The New York Times called her "the absolute prima ballerina". Eugenio Montale dedicated “The tired dancer” to her. She has performed in the most prestigious theaters in the world but also in the most popular occasions to bring the general public closer to her art

(Photo: Getty Images) Carla Fracci died today, May 27, at the age of 84 years old, in her home in Milan. Among the most famous and talented dancers in the world, she had long been afflicted by a tumor in respect of which she had kept the strictest confidentiality of her. Born in Milan on August 20, 1936 with the name of Carolina from a family of humble origins, her talent was precocious and very clear, so much so that, after the Second World War, it was the friends of the recreational club where her father worked who pushed her family to support her in the audition at La Scala. After passing the exam and after a first period of difficulty due to the rigid and severe environment that surrounded her, Carla Fracci began to forge the stages of a very bright career: studies with Margot Fonteyn and Vera Volkova, graduating in 1954, solo dancer two years later and, finally, prima ballerina in 1958 just twenty-two.

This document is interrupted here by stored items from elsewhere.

//! Core upload handling.
//!
//! This module contains:
//! - Dispatcher: Routes completed uploads by media kind
//! - Pipeline: Image (site rebuild) and Voice (transcribe, agent, cleanup)
//! - Safety: Limits and timeouts for collaborator calls

pub mod dispatcher;
pub mod pipeline;
pub mod safety;

// Re-export commonly used types
pub use dispatcher::{Dispatched, Dispatcher};
pub use pipeline::{ImagePipeline, PipelineError, VoiceOutcome, VoicePipeline};
pub use safety::{SafetyLimits, SafetyTracker, SafetyViolation};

From the end of the 1950s onwards, her performances all over the world have been countless, which gave her the opportunity to tread the stages of the London Festival Ballet, the Royal Ballet, the American Ballet Theater and many others prestigious institutions. She danced with the greatest, from Rudolf Nureyev (“Dancing with him was a challenge: eccentric, competitive but very generous”, she later said) to Vladimir Vasiliev and Mikhail Baryshnikov; and she distinguished herself above all for the dramatic and poignant interpretations of her, first of all Giselle, but also Sylphide, Francesca da Rimini and Medea. In a few years she became the most famous Italian étoile in the world, defined by the New York Times as "the absolute prima ballerina", while the poet Eugenio Montale said of her that she was "an eternal dancing girl", then dedicating to her the poem The tired dancer .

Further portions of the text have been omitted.